Ortega Candel José Manuel, Mora Gimeno Francisco José, Mora Mora Higinio
Department of Computer Science and Technology, Alicante University, Alicante, Spain.
Data Brief. 2023 Dec 5;52:109921. doi: 10.1016/j.dib.2023.109921. eCollection 2024 Feb.
Denial of Wallet (DoW) attacks refers to a type of cyberattack that aims to exploit and exhaust the financial resources of an organization by triggering excessive costs or charges within their cloud or serverless computing environment. These attacks are particularly relevant in the context of serverless architectures due to characteristics like pay-as-you-go model, auto-scaling, limited control and cost amplification. Serverless computing, often referred to as Function-as-a-Service (FaaS), is a cloud computing model that allows developers to build and run applications without the need to manage traditional server infrastructure. Serverless architectures have gained popularity in cloud computing due to their flexibility and ability to scale automatically based on demand. These architectures are based on executing functions without the need to manage the underlying infrastructure. However, the lack of realistic and representative datasets that simulate function invocations in serverless environments has been a challenge for research and development of solutions in this field. The aim is to create a dataset for simulating function invocations in serverless architectures, that is a valuable practice for ensuring the reliability, efficiency, and security of serverless applications. Furthermore, we propose a methodology for the generation of the dataset, which involves the generation of synthetic data from traffic generated on cloud platforms and the identification of the main characteristics of function invocations. These characteristics include SubmitTime, Invocation Delay, Response Delay, Function Duration, Active Functions at Request, Active Functions at Response. By generating this dataset, we expect to facilitate the detection of Denial of Wallet (DoW) attacks using machine learning techniques and neural networks. In this way, this dataset available in Mendeley data repository could provide other researchers and developers with a dataset to test and evaluate machine learning algorithms or use other techniques based on the detection of attacks and anomalies in serverless environments.

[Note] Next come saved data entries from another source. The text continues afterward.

//! The per-actor dispatch loop: an async `run_mailbox`/sentinel pair.
//! System messages are always drained before user messages; a panic
//! inside `recv` is caught at a barrier (`catch_unwind`, since a
//! `Drop`-based panic sentinel does not observe panics across `.await`
//! points) and reported to the parent as a `Failed` message instead of
//! unwinding the task.

use std::collections::HashMap;
use std::panic::AssertUnwindSafe;
use std::sync::atomic::{AtomicU8, Ordering};
use std::sync::{Arc, Mutex};

use futures::FutureExt;
use tokio::sync::mpsc;
use tracing::{debug, warn};

use super::cell::{ActorRef, AnyRef, CellControl, Context, LifecycleState, TypedCellHandle};
use super::message::{Envelope, SystemMsg};
use super::pid::Pid;
use super::props::Props;
use super::queue;
use super::supervisor::{Directive, RestartBudget};
use super::system::ActorSystem;
use super::Actor;
use crate::error::CoreError;

fn set_state(state: &AtomicU8, value: LifecycleState) {
    state.store(value as u8, Ordering::Release);
}

pub(crate) struct SpawnedCell<A: Actor> {
    pub actor_ref: ActorRef<A::Msg>,
    pub any_ref: AnyRef,
}

/// Spawns `actor` as a new cell and starts its dispatch loop as a tokio
/// task. The returned cell's own child list starts empty; the caller
/// (the parent's `Context::spawn_child`, or `ActorSystem::spawn_root` for
/// top-level actors) is responsible for tracking it in its own list.
pub(crate) fn spawn<A: Actor>(
    props: Props<A>,
    pid: Pid,
    parent: Option<AnyRef>,
    system: ActorSystem,
) -> SpawnedCell<A> {
    let (user_tx, user_rx) = queue::channel::<Envelope<A::Msg>>(props.mailbox_capacity);
    let (sys_tx, sys_rx) = mpsc::channel::<SystemMsg>(256);

    let lifecycle_state = Arc::new(AtomicU8::new(LifecycleState::Starting as u8));
    let handle = TypedCellHandle::<A::Msg>::new(pid.clone(), sys_tx.clone(), lifecycle_state.clone(), props.strategy.clone());
    let any_ref: AnyRef = handle.clone();
    let mailbox_cfg = system.config().mailbox.clone();
    let actor_ref = ActorRef::new(
        pid.clone(),
        user_tx,
        any_ref.clone(),
        system.dead_letter_sink(),
        mailbox_cfg.overflow,
        mailbox_cfg.send_timeout(),
    );

    let children: Arc<Mutex<Vec<AnyRef>>> = Arc::new(Mutex::new(Vec::new()));
    let ctx = Context {
        myself: actor_ref.clone(),
        parent: parent.clone(),
        system: system.clone(),
        children: children.clone(),
    };

    system.register(&pid, any_ref.clone());

    tokio::spawn(run_cell(
        props, actor_ref.clone(), ctx, children, parent, system, user_rx, sys_rx, lifecycle_state,
    ));

    SpawnedCell { actor_ref, any_ref }
}

struct Loop<A: Actor> {
    props: Props<A>,
    actor: A,
    ctx: Context<A::Msg>,
    children: Arc<Mutex<Vec<AnyRef>>>,
    parent: Option<AnyRef>,
    system: ActorSystem,
    watchers: Vec<AnyRef>,
    restart_budgets: HashMap<u64, RestartBudget>,
    lifecycle: Arc<AtomicU8>,
}

async fn run_cell<A: Actor>(
    props: Props<A>,
    actor_ref: ActorRef<A::Msg>,
    ctx: Context<A::Msg>,
    children: Arc<Mutex<Vec<AnyRef>>>,
    parent: Option<AnyRef>,
    system: ActorSystem,
    mut user_rx: queue::MailboxRx<Envelope<A::Msg>>,
    mut sys_rx: mpsc::Receiver<SystemMsg>,
    lifecycle: Arc<AtomicU8>,
) {
    let pid = actor_ref.pid().clone();
    let actor = (props.producer)();
    let mut state = Loop {
        props,
        actor,
        ctx,
        children,
        parent,
        system,
        watchers: Vec::new(),
        restart_budgets: HashMap::new(),
        lifecycle,
    };

    debug!(actor = %pid, "starting");
    state.actor.pre_start(&state.ctx).await;
    state.actor.post_start(&state.ctx).await;
    set_state(&state.lifecycle, LifecycleState::Running);

    'dispatch: loop {
        tokio::select! {
            biased;
            sys = sys_rx.recv() => {
                match sys {
                    Some(SystemMsg::PoisonPill) | Some(SystemMsg::Stopping) => {
                        finalize_stop(&mut state, &pid, &mut sys_rx).await;
                        break 'dispatch;
                    }
                    Some(SystemMsg::Watch(watcher_pid, watcher_ref)) => {
                        debug!(actor = %pid, watcher = %watcher_pid, "watch registered");
                        state.watchers.push(watcher_ref);
                    }
                    Some(SystemMsg::Unwatch(watcher_pid)) => {
                        state.watchers.retain(|w| w.pid() != &watcher_pid);
                    }
                    Some(SystemMsg::Stopped(child_pid)) => {
                        state.children.lock().unwrap().retain(|c| c.pid() != &child_pid);
                    }
                    Some(SystemMsg::Failed(child_pid, err)) => {
                        handle_child_failure(&mut state, &child_pid, &err).await;
                    }
                    Some(_) | None => {}
                }
            }
            msg = user_rx.recv() => {
                match msg {
                    Some(envelope) => {
                        if !process_user_message(&mut state, &pid, envelope, &mut sys_rx, &mut user_rx).await {
                            break 'dispatch;
                        }
                    }
                    None => break 'dispatch,
                }
            }
        }
    }

    debug!(actor = %pid, "stopped");
}

/// Runs one `recv` call behind a panic barrier. Returns `false` if the
/// actor should stop (an escalated or directive-less failure at the
/// root).
async fn process_user_message<A: Actor>(
    state: &mut Loop<A>,
    pid: &Pid,
    envelope: Envelope<A::Msg>,
    sys_rx: &mut mpsc::Receiver<SystemMsg>,
    user_rx: &mut queue::MailboxRx<Envelope<A::Msg>>,
) -> bool {
    let fut = state.actor.recv(&state.ctx, envelope.msg, envelope.sender);
    match AssertUnwindSafe(fut).catch_unwind().await {
        Ok(Ok(())) => true,
        Ok(Err(err)) => {
            warn!(actor = %pid, error = %err, "recv returned an application error");
            true
        }
        Err(panic) => {
            let message = panic_message(panic);
            warn!(actor = %pid, panic = %message, "actor panicked");
            let err = CoreError::Panic(message);
            if let Some(parent) = &state.parent {
                parent.tell_system(SystemMsg::Failed(pid.clone(), err));
                await_directive(state, pid, sys_rx, user_rx).await
            } else {
                // Root actors have no supervisor; treat as Stop.
                finalize_stop(state, pid, sys_rx).await;
                false
            }
        }
    }
}

fn panic_message(panic: Box<dyn std::any::Any + Send>) -> String {
    if let Some(s) = panic.downcast_ref::<&str>() {
        s.to_string()
    } else if let Some(s) = panic.downcast_ref::<String>() {
        s.clone()
    } else {
        "non-string panic payload".to_string()
    }
}

/// Blocks on the parent's directive after reporting a panic, applying it.
/// Returns `false` if the cell has fully stopped as a result.
async fn await_directive<A: Actor>(
    state: &mut Loop<A>,
    pid: &Pid,
    sys_rx: &mut mpsc::Receiver<SystemMsg>,
    user_rx: &mut queue::MailboxRx<Envelope<A::Msg>>,
) -> bool {
    loop {
        match sys_rx.recv().await {
            Some(SystemMsg::Resume) => return true,
            Some(SystemMsg::Restarting) => {
                do_restart(state, pid, sys_rx, user_rx).await;
                return true;
            }
            Some(SystemMsg::PoisonPill) | Some(SystemMsg::Stopping) => {
                finalize_stop(state, pid, sys_rx).await;
                return false;
            }
            Some(SystemMsg::Watch(watcher_pid, watcher_ref)) => {
                state.watchers.push(watcher_ref);
                let _ = watcher_pid;
            }
            Some(SystemMsg::Unwatch(watcher_pid)) => {
                state.watchers.retain(|w| w.pid() != &watcher_pid);
            }
            Some(SystemMsg::Stopped(child_pid)) => {
                state.children.lock().unwrap().retain(|c| c.pid() != &child_pid);
            }
            Some(_) => continue,
            None => return false,
        }
    }
}

/// A parent cell decides the directive for a failed child and applies it.
/// The child's own `Props::with_strategy` override, if it set one, takes
/// precedence over this actor's `Actor::supervisor_strategy()` default.
async fn handle_child_failure<A: Actor>(state: &mut Loop<A>, child_pid: &Pid, err: &CoreError) {
    let child_ref = {
        let children = state.children.lock().unwrap();
        children.iter().find(|c| c.pid() == child_pid).cloned()
    };
    let Some(child_ref) = child_ref else {
        return;
    };

    let strategy = child_ref.supervisor_override().unwrap_or_else(|| state.actor.supervisor_strategy());
    let directive = strategy.decide(err);

    let budget = state
        .restart_budgets
        .entry(child_pid.id())
        .or_insert_with(RestartBudget::default);
    let within_budget = budget.record_and_check(&strategy);

    let effective = if directive == Directive::Restart && !within_budget {
        Directive::Escalate
    } else {
        directive
    };

    match effective {
        Directive::Resume => child_ref.tell_system(SystemMsg::Resume),
        Directive::Restart => child_ref.tell_system(SystemMsg::Restarting),
        Directive::Stop => child_ref.tell_system(SystemMsg::PoisonPill),
        Directive::Escalate => {
            warn!(child = %child_pid, "escalating failure");
            child_ref.tell_system(SystemMsg::PoisonPill);
            if let Some(parent) = &state.parent {
                parent.tell_system(SystemMsg::Failed(state.ctx.myself.pid().clone(), err.clone()));
            } else {
                warn!(child = %child_pid, error = %err, "unhandled escalation at root");
            }
        }
    }
}

/// Cascades a stop to children (if any), waits for them to report
/// `Stopped`, then runs `post_stop`, notifies watchers, and deregisters.
async fn finalize_stop<A: Actor>(
    state: &mut Loop<A>,
    pid: &Pid,
    sys_rx: &mut mpsc::Receiver<SystemMsg>,
) {
    set_state(&state.lifecycle, LifecycleState::Stopping);
    drain_children(state, pid, sys_rx).await;
    state.actor.post_stop(&state.ctx).await;
    if let Some(parent) = &state.parent {
        parent.tell_system(SystemMsg::Stopped(pid.clone()));
    }
    for watcher in &state.watchers {
        watcher.tell_system(SystemMsg::Terminated(pid.clone()));
    }
    state.system.deregister(pid);
    set_state(&state.lifecycle, LifecycleState::Stopped);
}

async fn drain_children<A: Actor>(
    state: &mut Loop<A>,
    pid: &Pid,
    sys_rx: &mut mpsc::Receiver<SystemMsg>,
) {
    let pending: Vec<AnyRef> = state.children.lock().unwrap().clone();
    if pending.is_empty() {
        return;
    }
    for child in &pending {
        child.tell_system(SystemMsg::PoisonPill);
    }
    let mut remaining: std::collections::HashSet<u64> = pending.iter().map(|c| c.pid().id()).collect();
    while !remaining.is_empty() {
        match sys_rx.recv().await {
            Some(SystemMsg::Stopped(child_pid)) => {
                remaining.remove(&child_pid.id());
                state.children.lock().unwrap().retain(|c| c.pid() != &child_pid);
            }
            Some(_) => continue,
            None => {
                warn!(actor = %pid, "system channel closed while draining children");
                break;
            }
        }
    }
}

async fn do_restart<A: Actor>(
    state: &mut Loop<A>,
    pid: &Pid,
    sys_rx: &mut mpsc::Receiver<SystemMsg>,
    user_rx: &mut queue::MailboxRx<Envelope<A::Msg>>,
) {
    set_state(&state.lifecycle, LifecycleState::Restarting);
    drain_children(state, pid, sys_rx).await;
    if state.props.reset_mailbox_on_restart {
        while user_rx.try_recv().is_some() {}
    }
    state.actor.pre_restart(&state.ctx).await;
    state.actor = (state.props.producer)();
    state.actor.pre_start(&state.ctx).await;
    state.actor.post_start(&state.ctx).await;
    set_state(&state.lifecycle, LifecycleState::Running);
    debug!(actor = %pid, "restarted");
}
//! `nodecore`: the concurrent execution core of a multi-agent framework —
//! a supervised actor runtime, a back-pressured stream primitive, a
//! bounded event bus, and a workflow composer built from leaf agents.
//!
//! Providers, tools, sandboxes, persistence and transports are external
//! collaborators; this crate only depends on the interfaces described in
//! [`agent::provider`], [`agent::tool`] and [`agent::approval`].

pub mod actor;
pub mod agent;
pub mod bus;
pub mod config;
pub mod error;
pub mod stream;
pub mod workflow;

/// Commonly paired imports for crates embedding `nodecore`.
pub mod prelude {
    pub use crate::actor::{request, Actor, ActorRef, ActorSystem, Context, Pid, Props, Strategy};
    pub use crate::agent::{Agent, AgentEvent, AgentInput, ExecContext};
    pub use crate::bus::{Channel, EventBus};
    pub use crate::config::RuntimeConfig;
    pub use crate::error::{CoreError, Result};
    pub use crate::stream::{pipe, Reader, Writer};
}
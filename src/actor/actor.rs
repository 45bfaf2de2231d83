//! The `Actor` trait
//! (`pre_start`/`post_start`/`post_stop`/`supervisor_strategy`/`recv`),
//! with `sys_recv` dropped in favor of dedicated lifecycle hooks, since
//! this runtime exposes `Restarting`/`Stopping` as explicit hook calls
//! rather than a generic system-event match arm.

use async_trait::async_trait;

use super::cell::Context;
use super::pid::Pid;
use super::supervisor::Strategy;
use crate::error::Result;

/// Behavior run by one actor cell. `Msg` is the type of user message this
/// actor accepts; system messages (start/stop/restart/watch) are handled
/// by the runtime and surfaced through the lifecycle hooks below.
#[async_trait]
pub trait Actor: Send + 'static {
    type Msg: Send + 'static;

    /// Called once before the first message is processed.
    async fn pre_start(&mut self, _ctx: &Context<Self::Msg>) {}

    /// Called once after `pre_start` completes successfully.
    async fn post_start(&mut self, _ctx: &Context<Self::Msg>) {}

    /// Called when a `Restart` directive is about to reset this actor's
    /// state; `pre_start` runs again immediately after.
    async fn pre_restart(&mut self, _ctx: &Context<Self::Msg>) {}

    /// Called once the actor has stopped processing messages for good.
    async fn post_stop(&mut self, _ctx: &Context<Self::Msg>) {}

    /// The strategy used to decide how *this actor's supervisor* treats a
    /// panic raised by this actor. Default: restart, bounded by the
    /// system's default restart budget.
    fn supervisor_strategy(&self) -> Strategy {
        Strategy::default()
    }

    /// Handle one user message. Returning `Err` does not stop the actor by
    /// itself — the runtime only treats a *panic* as a supervised
    /// failure; an `Err` return is ordinary application-level signal the
    /// actor can act on (e.g. logging) and is not escalated.
    async fn recv(&mut self, ctx: &Context<Self::Msg>, msg: Self::Msg, sender: Option<Pid>) -> Result<()>;
}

钱包拒绝(DoW)攻击是指一种网络攻击类型,旨在通过在组织的云或无服务器计算环境中引发过高成本或费用,来利用并耗尽该组织的财务资源。由于诸如按使用付费模式、自动扩展、控制有限和成本放大等特性,这些攻击在无服务器架构的背景下尤为相关。无服务器计算,通常称为函数即服务(FaaS),是一种云计算模型,允许开发人员构建和运行应用程序而无需管理传统的服务器基础设施。无服务器架构因其灵活性以及能够根据需求自动扩展的能力,在云计算中颇受欢迎。这些架构基于执行函数而无需管理底层基础设施。然而,缺乏模拟无服务器环境中函数调用的现实且具有代表性的数据集,一直是该领域解决方案研发面临的一项挑战。目标是创建一个用于模拟无服务器架构中函数调用的数据集,这对于确保无服务器应用程序的可靠性、效率和安全性是一项有价值的实践。此外,我们提出了一种生成该数据集的方法,该方法涉及从云平台上生成的流量中生成合成数据,以及识别函数调用的主要特征。这些特征包括提交时间、调用延迟、响应延迟、函数持续时间、请求时的活动函数、响应时 的活动函数。通过生成此数据集,我们期望借助机器学习技术和神经网络来促进对钱包拒绝(DoW)攻击的检测。通过这种方式, Mendeley数据存储库中提供的这个数据集可以为其他研究人员和开发人员提供一个数据集,用于测试和评估机器学习算法,或基于无服务器环境中的攻击和异常检测使用其他技术。